ECMAScript 6 has brought a variety of new features that developers have longed for, and it has already spawned a wave of innovation, such as the next generation of Google’s AngularJS.
Google’s Angular 2 built with Microsoft’s TypeScript
Googles AngularJS framework in its second generation is expected to hit final version any day between now and the Google I/0. It is a brainchild of engineers from Google and Microsoft, in addition to contributions from the community. Google and Microsoft teamed up when Google took liking to Microsoft’s TypeScript and their cross-platform developer tools and Microsoft jumped at the opportunity to extend its reach among JavaScript folks. Thanks to Microsoft’s willingness to cooperate by extending TypeScript with additional features specifically tailor-cut to Angular (some of which were previously provided by Google’s now-discontinued AtScript), Google was able to write Angular 2 from scratch in TypeScript. The result is a performance boost of a 8x magnitude.
Yes, you heard that right: that’s an eight-fold performance improvement over Angular 1.3+. Your existing code cannot match these performance levels (for lack of support for WebWorkers and such). So what are you going to do?

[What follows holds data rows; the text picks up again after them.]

pub mod api;
pub mod block;
pub mod editor;
pub mod error;
pub mod journal;
pub mod theme;

pub use api::*;
pub use block::*;
pub use editor::*;
pub use error::{Error, Result};
pub use journal::*;
pub use theme::*;
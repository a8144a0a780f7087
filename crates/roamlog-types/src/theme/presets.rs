use std::sync::LazyLock;

use uuid::Uuid;

use super::model::*;

pub const DEFAULT_THEME_SLUG: &str = "default";
pub const PASSPORT_THEME_SLUG: &str = "passport";
pub const RETRO_THEME_SLUG: &str = "retro";

/// Clean sans-serif look used when nothing else is selected
pub static DEFAULT_THEME: LazyLock<JournalTheme> = LazyLock::new(|| JournalTheme {
    id: Uuid::from_u128(0x0001),
    name: "Default".to_string(),
    slug: DEFAULT_THEME_SLUG.to_string(),
    description: Some("Clean and simple, lets your stories speak".to_string()),
    is_system: true,
    typography: ThemeTypography {
        title_font: "system".to_string(),
        body_font: "system".to_string(),
        caption_font: "system".to_string(),
        title_size: 22.0,
        body_size: 16.0,
        caption_size: 13.0,
    },
    colors: ThemeColors {
        background: "#FFFFFF".to_string(),
        surface: "#F5F5F7".to_string(),
        primary: "#1C1C1E".to_string(),
        secondary: "#3A3A3C".to_string(),
        accent: "#007AFF".to_string(),
        text: "#1C1C1E".to_string(),
        text_secondary: "#8E8E93".to_string(),
        border: "#E5E5EA".to_string(),
    },
    blocks: ThemeBlocks {
        moment: MomentBlockStyle {
            show_stamp: false,
            stamp_shape: StampShape::Circle,
            stamp_color: "#007AFF".to_string(),
            title_color: "#1C1C1E".to_string(),
        },
        recommendation: RecommendationBlockStyle {
            stay: CategoryBadgeStyle::new("#E3F2FD", "#1565C0"),
            eat: CategoryBadgeStyle::new("#FFF3E0", "#E65100"),
            do_: CategoryBadgeStyle::new("#E8F5E9", "#2E7D32"),
            shop: CategoryBadgeStyle::new("#F3E5F5", "#6A1B9A"),
            rating: RatingBadgeStyle {
                top: CategoryBadgeStyle::new("#34C759", "#FFFFFF"),
                middle: CategoryBadgeStyle::new("#FFCC00", "#1C1C1E"),
                low: CategoryBadgeStyle::new("#FF3B30", "#FFFFFF"),
            },
            show_price_level: true,
        },
        photo: PhotoBlockStyle {
            frame: PhotoFrame::Rounded,
            show_caption: true,
            allow_rotation: false,
            max_rotation: 0.0,
        },
        tip: TipBlockStyle {
            background: "#F2F8FF".to_string(),
            border: "#007AFF".to_string(),
            icon: "lightbulb".to_string(),
        },
        divider: DividerBlockStyle {
            pattern: DividerPattern::Line,
            color: "#E5E5EA".to_string(),
        },
    },
    style: ThemeStyle {
        corner_radius: 12.0,
        block_spacing: 16.0,
        shadow_opacity: 0.05,
        paper_texture: None,
    },
});

/// Stamps, serif type and ink colours of a travel document
pub static PASSPORT_THEME: LazyLock<JournalTheme> = LazyLock::new(|| JournalTheme {
    id: Uuid::from_u128(0x0002),
    name: "Passport".to_string(),
    slug: PASSPORT_THEME_SLUG.to_string(),
    description: Some("Ink stamps and visa pages for the well-travelled".to_string()),
    is_system: true,
    typography: ThemeTypography {
        title_font: "system-serif".to_string(),
        body_font: "system-serif".to_string(),
        caption_font: "system-mono".to_string(),
        title_size: 24.0,
        body_size: 16.0,
        caption_size: 12.0,
    },
    colors: ThemeColors {
        background: "#F4EFE3".to_string(),
        surface: "#FBF8F0".to_string(),
        primary: "#1F3A5F".to_string(),
        secondary: "#4A6B8A".to_string(),
        accent: "#B23A48".to_string(),
        text: "#2B2B2B".to_string(),
        text_secondary: "#6B6458".to_string(),
        border: "#D8CFBC".to_string(),
    },
    blocks: ThemeBlocks {
        moment: MomentBlockStyle {
            show_stamp: true,
            stamp_shape: StampShape::Circle,
            stamp_color: "#B23A48".to_string(),
            title_color: "#1F3A5F".to_string(),
        },
        recommendation: RecommendationBlockStyle {
            stay: CategoryBadgeStyle::new("#1F3A5F", "#F4EFE3"),
            eat: CategoryBadgeStyle::new("#B23A48", "#F4EFE3"),
            do_: CategoryBadgeStyle::new("#3E7C59", "#F4EFE3"),
            shop: CategoryBadgeStyle::new("#8A5A2B", "#F4EFE3"),
            rating: RatingBadgeStyle {
                top: CategoryBadgeStyle::new("#1F3A5F", "#FBF8F0"),
                middle: CategoryBadgeStyle::new("#4A6B8A", "#FBF8F0"),
                low: CategoryBadgeStyle::new("#6B6458", "#FBF8F0"),
            },
            show_price_level: true,
        },
        photo: PhotoBlockStyle {
            frame: PhotoFrame::Polaroid,
            show_caption: true,
            allow_rotation: true,
            max_rotation: 4.0,
        },
        tip: TipBlockStyle {
            background: "#FBF8F0".to_string(),
            border: "#B23A48".to_string(),
            icon: "seal".to_string(),
        },
        divider: DividerBlockStyle {
            pattern: DividerPattern::Dashed,
            color: "#D8CFBC".to_string(),
        },
    },
    style: ThemeStyle {
        corner_radius: 4.0,
        block_spacing: 20.0,
        shadow_opacity: 0.12,
        paper_texture: Some("paper-grain".to_string()),
    },
});

/// Warm seventies palette with rounded type
pub static RETRO_THEME: LazyLock<JournalTheme> = LazyLock::new(|| JournalTheme {
    id: Uuid::from_u128(0x0003),
    name: "Retro".to_string(),
    slug: RETRO_THEME_SLUG.to_string(),
    description: Some("Sun-faded colours from a seventies road trip".to_string()),
    is_system: true,
    typography: ThemeTypography {
        title_font: "Cooper Black".to_string(),
        body_font: "system-rounded".to_string(),
        caption_font: "system-rounded".to_string(),
        title_size: 26.0,
        body_size: 17.0,
        caption_size: 13.0,
    },
    colors: ThemeColors {
        background: "#FFF4E0".to_string(),
        surface: "#FFE8C2".to_string(),
        primary: "#D35400".to_string(),
        secondary: "#E67E22".to_string(),
        accent: "#16A085".to_string(),
        text: "#4A2C1A".to_string(),
        text_secondary: "#8C6A4F".to_string(),
        border: "#F0C987".to_string(),
    },
    blocks: ThemeBlocks {
        moment: MomentBlockStyle {
            show_stamp: true,
            stamp_shape: StampShape::Oval,
            stamp_color: "#D35400".to_string(),
            title_color: "#4A2C1A".to_string(),
        },
        recommendation: RecommendationBlockStyle {
            stay: CategoryBadgeStyle::new("#F39C12", "#4A2C1A"),
            eat: CategoryBadgeStyle::new("#D35400", "#FFF4E0"),
            do_: CategoryBadgeStyle::new("#16A085", "#FFF4E0"),
            shop: CategoryBadgeStyle::new("#C0392B", "#FFF4E0"),
            rating: RatingBadgeStyle {
                top: CategoryBadgeStyle::new("#16A085", "#FFF4E0"),
                middle: CategoryBadgeStyle::new("#F39C12", "#4A2C1A"),
                low: CategoryBadgeStyle::new("#C0392B", "#FFF4E0"),
            },
            show_price_level: false,
        },
        photo: PhotoBlockStyle {
            frame: PhotoFrame::Film,
            show_caption: true,
            allow_rotation: true,
            max_rotation: 8.0,
        },
        tip: TipBlockStyle {
            background: "#FFE8C2".to_string(),
            border: "#D35400".to_string(),
            icon: "sun.max".to_string(),
        },
        divider: DividerBlockStyle {
            pattern: DividerPattern::Ornament,
            color: "#E67E22".to_string(),
        },
    },
    style: ThemeStyle {
        corner_radius: 20.0,
        block_spacing: 18.0,
        shadow_opacity: 0.2,
        paper_texture: Some("sunburst".to_string()),
    },
});

impl JournalTheme {
    /// Built-in system themes, default first
    pub fn presets() -> [&'static JournalTheme; 3] {
        [&*DEFAULT_THEME, &*PASSPORT_THEME, &*RETRO_THEME]
    }

    /// Built-in theme with `slug`
    pub fn preset(slug: &str) -> Option<&'static JournalTheme> {
        match slug {
            DEFAULT_THEME_SLUG => Some(&*DEFAULT_THEME),
            PASSPORT_THEME_SLUG => Some(&*PASSPORT_THEME),
            RETRO_THEME_SLUG => Some(&*RETRO_THEME),
            _ => None,
        }
    }

    pub fn default_preset() -> &'static JournalTheme {
        &*DEFAULT_THEME
    }
}
use std::fmt;

use uuid::Uuid;

/// Result type for roamlog-types operations
pub type Result<T> = std::result::Result<T, Error>;

/// Error types that can occur in the types layer
#[derive(Debug, Clone, PartialEq)]
pub enum Error {
    /// Position-based mutation outside `0..=len`
    IndexOutOfRange { index: usize, len: usize },

    /// Checked reorder received ids that are not a permutation of the current blocks
    ReorderMismatch {
        missing: Vec<Uuid>,
        unknown: Vec<Uuid>,
    },

    /// Rating raw value outside `0..=5`
    InvalidRating(i64),

    /// Colour string that is not `#RGB`, `#RRGGBB` or `#RRGGBBAA`
    InvalidColor(String),

    /// Theme definition failed validation
    InvalidTheme { slug: String, reason: String },
}

impl fmt::Display for Error {
    fn fmt(&self, f: &mut fmt::Formatter<'_>) -> fmt::Result {
        match self {
            Error::IndexOutOfRange { index, len } => {
                write!(f, "Index {} out of range for {} blocks", index, len)
            }
            Error::ReorderMismatch { missing, unknown } => write!(
                f,
                "Reorder ids are not a permutation of current blocks ({} missing, {} unknown)",
                missing.len(),
                unknown.len()
            ),
            Error::InvalidRating(raw) => write!(f, "Invalid rating value: {} (expected 0-5)", raw),
            Error::InvalidColor(value) => write!(f, "Invalid colour: {:?}", value),
            Error::InvalidTheme { slug, reason } => {
                write!(f, "Invalid theme '{}': {}", slug, reason)
            }
        }
    }
}

impl std::error::Error for Error {}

Before you jump head over heels on this new framework, a word of warning: your Angular 1.3+ code cannot take advantage of the improvements that come with Angular 2. You can still write any dialect of JavaScript that you want, basically, but in order to take advantage of the most advanced features, such as JavaScript running inside of WebWorkers, you will need to rewrite your application.
There are currently two alternative upgrade paths: ng-forward (which is currently the default), and ng-upgrade, which allows you to mix code written using each of these frameworks to your heart’s content.
But there is more. Countless features that JavaScript developers could only dream about a while ago are now a reality in Angular 2. You can build mobile apps using Angular 2 and NativeScript, for example. You can build mobile apps in Angular. That’s a first.